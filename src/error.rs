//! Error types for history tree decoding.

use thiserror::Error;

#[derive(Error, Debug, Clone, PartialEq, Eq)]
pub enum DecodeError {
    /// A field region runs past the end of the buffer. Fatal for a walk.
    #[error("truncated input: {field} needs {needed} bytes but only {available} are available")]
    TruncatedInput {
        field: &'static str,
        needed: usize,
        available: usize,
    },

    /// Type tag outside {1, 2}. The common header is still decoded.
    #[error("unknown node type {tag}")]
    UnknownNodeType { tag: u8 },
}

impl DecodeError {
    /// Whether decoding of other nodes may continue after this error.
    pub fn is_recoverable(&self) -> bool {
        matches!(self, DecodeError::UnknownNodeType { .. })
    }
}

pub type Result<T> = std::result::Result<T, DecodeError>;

++++++++++++++++++++

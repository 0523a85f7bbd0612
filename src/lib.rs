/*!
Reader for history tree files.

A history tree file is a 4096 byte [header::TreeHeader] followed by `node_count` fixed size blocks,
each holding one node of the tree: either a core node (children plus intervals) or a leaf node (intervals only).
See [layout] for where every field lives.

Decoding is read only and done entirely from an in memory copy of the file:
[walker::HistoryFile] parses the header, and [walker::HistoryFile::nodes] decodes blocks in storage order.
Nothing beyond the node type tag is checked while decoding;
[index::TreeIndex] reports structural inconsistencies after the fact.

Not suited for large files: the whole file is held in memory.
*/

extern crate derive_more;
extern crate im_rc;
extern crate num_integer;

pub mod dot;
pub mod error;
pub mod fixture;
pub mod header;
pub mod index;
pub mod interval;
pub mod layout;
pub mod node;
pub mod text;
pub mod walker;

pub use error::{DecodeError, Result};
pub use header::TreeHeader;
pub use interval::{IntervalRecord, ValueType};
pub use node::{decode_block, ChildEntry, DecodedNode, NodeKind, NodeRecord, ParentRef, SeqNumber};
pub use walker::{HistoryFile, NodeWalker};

++++++++++++++++++++

Problem to solve: Say how many lines in the records hold the word "crate", giving the number by itself.

Task result: 3